I do feel however that we are setting bad examples when we air all those woodworking, renovation and remodeling shows on TV showing no guards being used on table saws. Often times it's announced that the "Guard removed for clarification". We are visual human beings, if we see it we believe it. If all those experts can work with out safety guards then we can too. Please give yourself a chance and leave the damn guard on unless it's absolutely necessary then put it back on. You don't want a constant reminder of that day!!!

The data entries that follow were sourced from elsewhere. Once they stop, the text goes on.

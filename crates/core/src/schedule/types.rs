//! Working window and slot types.

use chrono::NaiveTime;
use serde::{Deserialize, Serialize};
use std::fmt;

use fixora_shared::types::{minute_of_day, parse_hhmm};

use crate::schedule::error::ScheduleError;

/// A provider's daily working window.
///
/// All times are whole-minute 24h clock times. The break is optional in the
/// degenerate form `break_start == break_end`, which means "no break".
#[derive(Debug, Clone, Copy, PartialEq, Eq, Serialize, Deserialize)]
pub struct WorkingWindow {
    /// Opening time.
    pub start_time: NaiveTime,
    /// Closing time.
    pub end_time: NaiveTime,
    /// Break start.
    pub break_start: NaiveTime,
    /// Break end.
    pub break_end: NaiveTime,
    /// Length of each bookable slot, in minutes.
    pub slot_duration_minutes: u32,
}

impl WorkingWindow {
    /// Builds a window from `HH:MM` strings.
    pub fn from_hhmm(
        start: &str,
        end: &str,
        break_start: &str,
        break_end: &str,
        slot_duration_minutes: u32,
    ) -> Result<Self, ScheduleError> {
        let window = Self {
            start_time: parse_hhmm(start)?,
            end_time: parse_hhmm(end)?,
            break_start: parse_hhmm(break_start)?,
            break_end: parse_hhmm(break_end)?,
            slot_duration_minutes,
        };
        window.validate()?;
        Ok(window)
    }

    /// Returns true if the window has a non-degenerate break.
    #[must_use]
    pub fn has_break(&self) -> bool {
        self.break_start != self.break_end
    }

    /// Validates the window invariant.
    ///
    /// Required: `start < end`, duration > 0, and for a non-degenerate
    /// break `start < break_start < break_end < end`.
    pub fn validate(&self) -> Result<(), ScheduleError> {
        if self.slot_duration_minutes == 0 {
            return Err(ScheduleError::ZeroSlotDuration);
        }
        if self.start_time >= self.end_time {
            return Err(ScheduleError::WindowOutOfOrder {
                start: self.start_time,
                end: self.end_time,
            });
        }
        if self.has_break() {
            if self.break_start > self.break_end {
                return Err(ScheduleError::BreakOutOfOrder {
                    break_start: self.break_start,
                    break_end: self.break_end,
                });
            }
            if self.break_start <= self.start_time || self.break_end >= self.end_time {
                return Err(ScheduleError::BreakOutsideWindow {
                    start: self.start_time,
                    end: self.end_time,
                    break_start: self.break_start,
                    break_end: self.break_end,
                });
            }
        }
        Ok(())
    }

    /// Opening time as minute-of-day.
    #[must_use]
    pub fn start_minute(&self) -> u32 {
        minute_of_day(self.start_time)
    }

    /// Closing time as minute-of-day.
    #[must_use]
    pub fn end_minute(&self) -> u32 {
        minute_of_day(self.end_time)
    }

    /// Break bounds as minute-of-day.
    #[must_use]
    pub fn break_minutes(&self) -> (u32, u32) {
        (minute_of_day(self.break_start), minute_of_day(self.break_end))
    }
}

/// Identifier of a slot within a day.
///
/// Deterministic: the slot's start minute-of-day. Regenerating the same
/// window reproduces identical IDs, so slots need no persisted identity.
#[derive(Debug, Clone, Copy, PartialEq, Eq, Hash, PartialOrd, Ord, Serialize, Deserialize)]
#[serde(transparent)]
pub struct SlotId(pub u32);

impl fmt::Display for SlotId {
    fn fmt(&self, f: &mut fmt::Formatter<'_>) -> fmt::Result {
        write!(f, "{:02}:{:02}", self.0 / 60, self.0 % 60)
    }
}

/// A fixed-duration bookable time window on a given day.
#[derive(Debug, Clone, Copy, PartialEq, Eq, Serialize, Deserialize)]
pub struct Slot {
    /// Deterministic slot identifier.
    pub id: SlotId,
    /// Slot start time.
    pub start_time: NaiveTime,
    /// Slot length in minutes.
    pub duration_minutes: u32,
}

On the bright side I'm back in the shop doing what I love….............Safely.

Gunny66


----------



## dbhost (Jul 20, 2009)

You said a mouthful. I have had table saws with guards that are painfully obvious why people yank them off, but my BT3100 fitted with the Shark Guard is NOT one of them. The SG is a breeze to use, and well worth the effort.


----------



## reggiek (Jun 12, 2009)

Amen to that!


----------



## DanLyke (Feb 8, 2007)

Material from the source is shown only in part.